//! Integration tests for the post endpoints, including the tag
//! association lifecycle.

mod helpers;

use http::StatusCode;
use serde_json::json;

const DEFAULT_TITLE: &str = "AAAAAAAAAA";
const UPDATED_TITLE: &str = "BBBBBBBBBB";
const DEFAULT_DATE: &str = "1970-01-01T00:00:00Z";

fn epoch() -> chrono::DateTime<chrono::Utc> {
    chrono::DateTime::from_timestamp(0, 0).unwrap()
}

#[tokio::test]
#[ignore = "requires a PostgreSQL test database"]
async fn test_create_post_links_tags() {
    let app = helpers::TestApp::new().await;
    let tag_id = app.seed_tag("rust").await;

    let response = app
        .request(
            "POST",
            "/api/posts",
            Some(json!({
                "title": DEFAULT_TITLE,
                "content": "Hello, world",
                "date": DEFAULT_DATE,
                "tag_ids": [tag_id],
            })),
        )
        .await;

    assert_eq!(response.status, StatusCode::CREATED, "{:?}", response.body);
    let post_id = response.data()["id"].as_i64().unwrap();
    assert_eq!(app.count_post_tags(post_id).await, 1);
}

#[tokio::test]
#[ignore = "requires a PostgreSQL test database"]
async fn test_create_post_requires_title_and_date() {
    let app = helpers::TestApp::new().await;

    let response = app
        .request("POST", "/api/posts", Some(json!({ "date": DEFAULT_DATE })))
        .await;
    assert_eq!(response.status, StatusCode::BAD_REQUEST);

    let response = app
        .request("POST", "/api/posts", Some(json!({ "title": DEFAULT_TITLE })))
        .await;
    assert_eq!(response.status, StatusCode::BAD_REQUEST);
}

#[tokio::test]
#[ignore = "requires a PostgreSQL test database"]
async fn test_create_post_with_existing_id_fails() {
    let app = helpers::TestApp::new().await;

    let response = app
        .request(
            "POST",
            "/api/posts",
            Some(json!({ "id": 1, "title": DEFAULT_TITLE, "date": DEFAULT_DATE })),
        )
        .await;

    assert_eq!(response.status, StatusCode::BAD_REQUEST);
}

#[tokio::test]
#[ignore = "requires a PostgreSQL test database"]
async fn test_get_post_hydrates_tags() {
    let app = helpers::TestApp::new().await;
    let post_id = app.seed_post(DEFAULT_TITLE, epoch(), None).await;
    let tag_id = app.seed_tag("rust").await;
    app.seed_post_tag(post_id, tag_id).await;

    let response = app
        .request("GET", &format!("/api/posts/{post_id}"), None)
        .await;

    assert_eq!(response.status, StatusCode::OK);
    let data = response.data();
    assert_eq!(data["title"], DEFAULT_TITLE);
    assert_eq!(data["tags"].as_array().map(Vec::len), Some(1));
    assert_eq!(data["tags"][0]["name"], "rust");
}

#[tokio::test]
#[ignore = "requires a PostgreSQL test database"]
async fn test_list_posts_eagerload() {
    let app = helpers::TestApp::new().await;
    let post_id = app.seed_post(DEFAULT_TITLE, epoch(), None).await;
    let tag_id = app.seed_tag("async").await;
    app.seed_post_tag(post_id, tag_id).await;
    app.seed_post("No tags here", epoch(), None).await;

    let response = app
        .request("GET", "/api/posts?eagerload=true&sort=id,asc", None)
        .await;

    assert_eq!(response.status, StatusCode::OK);
    let items = response.data()["items"].as_array().cloned().unwrap();
    assert_eq!(items.len(), 2);
    assert_eq!(items[0]["tags"].as_array().map(Vec::len), Some(1));
    assert_eq!(items[1]["tags"].as_array().map(Vec::len), Some(0));
}

#[tokio::test]
#[ignore = "requires a PostgreSQL test database"]
async fn test_list_posts_lazy_has_no_tags_field() {
    let app = helpers::TestApp::new().await;
    app.seed_post(DEFAULT_TITLE, epoch(), None).await;

    let response = app.request("GET", "/api/posts", None).await;

    assert_eq!(response.status, StatusCode::OK);
    let items = response.data()["items"].as_array().cloned().unwrap();
    assert!(items[0].get("tags").is_none());
}

#[tokio::test]
#[ignore = "requires a PostgreSQL test database"]
async fn test_replace_post_rewrites_tag_set() {
    let app = helpers::TestApp::new().await;
    let post_id = app.seed_post(DEFAULT_TITLE, epoch(), None).await;
    let old_tag = app.seed_tag("old").await;
    let new_tag = app.seed_tag("new").await;
    app.seed_post_tag(post_id, old_tag).await;

    let response = app
        .request(
            "PUT",
            &format!("/api/posts/{post_id}"),
            Some(json!({
                "id": post_id,
                "title": UPDATED_TITLE,
                "date": DEFAULT_DATE,
                "tag_ids": [new_tag],
            })),
        )
        .await;

    assert_eq!(response.status, StatusCode::OK);
    assert_eq!(response.data()["title"], UPDATED_TITLE);

    let response = app
        .request("GET", &format!("/api/posts/{post_id}"), None)
        .await;
    let tags = response.data()["tags"].as_array().cloned().unwrap();
    assert_eq!(tags.len(), 1);
    assert_eq!(tags[0]["name"], "new");
}

#[tokio::test]
#[ignore = "requires a PostgreSQL test database"]
async fn test_replace_post_without_tags_clears_the_set() {
    let app = helpers::TestApp::new().await;
    let post_id = app.seed_post(DEFAULT_TITLE, epoch(), None).await;
    let tag_id = app.seed_tag("stale").await;
    app.seed_post_tag(post_id, tag_id).await;

    let response = app
        .request(
            "PUT",
            &format!("/api/posts/{post_id}"),
            Some(json!({ "id": post_id, "title": UPDATED_TITLE, "date": DEFAULT_DATE })),
        )
        .await;

    assert_eq!(response.status, StatusCode::OK);
    assert_eq!(app.count_post_tags(post_id).await, 0);
}

#[tokio::test]
#[ignore = "requires a PostgreSQL test database"]
async fn test_patch_post_keeps_tags_when_omitted() {
    let app = helpers::TestApp::new().await;
    let post_id = app.seed_post(DEFAULT_TITLE, epoch(), None).await;
    let tag_id = app.seed_tag("kept").await;
    app.seed_post_tag(post_id, tag_id).await;

    let response = app
        .request(
            "PATCH",
            &format!("/api/posts/{post_id}"),
            Some(json!({ "title": UPDATED_TITLE })),
        )
        .await;

    assert_eq!(response.status, StatusCode::OK);
    assert_eq!(response.data()["title"], UPDATED_TITLE);
    assert_eq!(app.count_post_tags(post_id).await, 1);
}

#[tokio::test]
#[ignore = "requires a PostgreSQL test database"]
async fn test_patch_post_replaces_tags_when_supplied() {
    let app = helpers::TestApp::new().await;
    let post_id = app.seed_post(DEFAULT_TITLE, epoch(), None).await;
    let old_tag = app.seed_tag("old").await;
    let new_tag = app.seed_tag("new").await;
    app.seed_post_tag(post_id, old_tag).await;

    let response = app
        .request(
            "PATCH",
            &format!("/api/posts/{post_id}"),
            Some(json!({ "tag_ids": [new_tag] })),
        )
        .await;

    assert_eq!(response.status, StatusCode::OK);

    let response = app
        .request("GET", &format!("/api/posts/{post_id}"), None)
        .await;
    let tags = response.data()["tags"].as_array().cloned().unwrap();
    assert_eq!(tags.len(), 1);
    assert_eq!(tags[0]["name"], "new");
}

#[tokio::test]
#[ignore = "requires a PostgreSQL test database"]
async fn test_delete_post_removes_association_rows() {
    let app = helpers::TestApp::new().await;
    let post_id = app.seed_post(DEFAULT_TITLE, epoch(), None).await;
    let tag_id = app.seed_tag("doomed-link").await;
    app.seed_post_tag(post_id, tag_id).await;

    let response = app
        .request("DELETE", &format!("/api/posts/{post_id}"), None)
        .await;
    assert_eq!(response.status, StatusCode::NO_CONTENT);
    assert_eq!(app.count_post_tags(post_id).await, 0);

    // The tag itself survives.
    let response = app.request("GET", &format!("/api/tags/{tag_id}"), None).await;
    assert_eq!(response.status, StatusCode::OK);
}

#[tokio::test]
#[ignore = "requires a PostgreSQL test database"]
async fn test_posts_by_blog_and_orphans() {
    let app = helpers::TestApp::new().await;
    let blog_id = app.seed_blog("Parent blog", "parent", None).await;
    app.seed_post("Owned", epoch(), Some(blog_id)).await;
    let orphan_id = app.seed_post("Orphan", epoch(), None).await;

    let response = app
        .request("GET", &format!("/api/blogs/{blog_id}/posts"), None)
        .await;
    assert_eq!(response.status, StatusCode::OK);
    let items = response.data().as_array().cloned().unwrap();
    assert_eq!(items.len(), 1);
    assert_eq!(items[0]["title"], "Owned");

    let response = app.request("GET", "/api/posts/orphans", None).await;
    assert_eq!(response.status, StatusCode::OK);
    let items = response.data().as_array().cloned().unwrap();
    assert_eq!(items.len(), 1);
    assert_eq!(items[0]["id"], orphan_id);
}

#[tokio::test]
#[ignore = "requires a PostgreSQL test database"]
async fn test_posts_by_tag() {
    let app = helpers::TestApp::new().await;
    let tagged = app.seed_post("Tagged", epoch(), None).await;
    app.seed_post("Untagged", epoch(), None).await;
    let tag_id = app.seed_tag("filter").await;
    app.seed_post_tag(tagged, tag_id).await;

    let response = app
        .request("GET", &format!("/api/tags/{tag_id}/posts"), None)
        .await;

    assert_eq!(response.status, StatusCode::OK);
    let items = response.data().as_array().cloned().unwrap();
    assert_eq!(items.len(), 1);
    assert_eq!(items[0]["title"], "Tagged");
}

#[tokio::test]
#[ignore = "requires a PostgreSQL test database"]
async fn test_list_posts_sorted_by_date_desc() {
    let app = helpers::TestApp::new().await;
    app.seed_post("Older", epoch(), None).await;
    let newer = chrono::DateTime::from_timestamp(86_400, 0).unwrap();
    app.seed_post("Newer", newer, None).await;

    let response = app.request("GET", "/api/posts?sort=date,desc", None).await;

    assert_eq!(response.status, StatusCode::OK);
    let items = response.data()["items"].as_array().cloned().unwrap();
    assert_eq!(items[0]["title"], "Newer");
    assert_eq!(items[1]["title"], "Older");
}
//! HTTP middleware.

pub mod compression;
pub mod cors;
pub mod logging;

+-------+

_Work to be completed_
If a line of the data holds the string "Owned", list it.

_The answer_
    app.seed_post("Owned", epoch(), Some(blog_id)).await;
    assert_eq!(items[0]["title"], "Owned");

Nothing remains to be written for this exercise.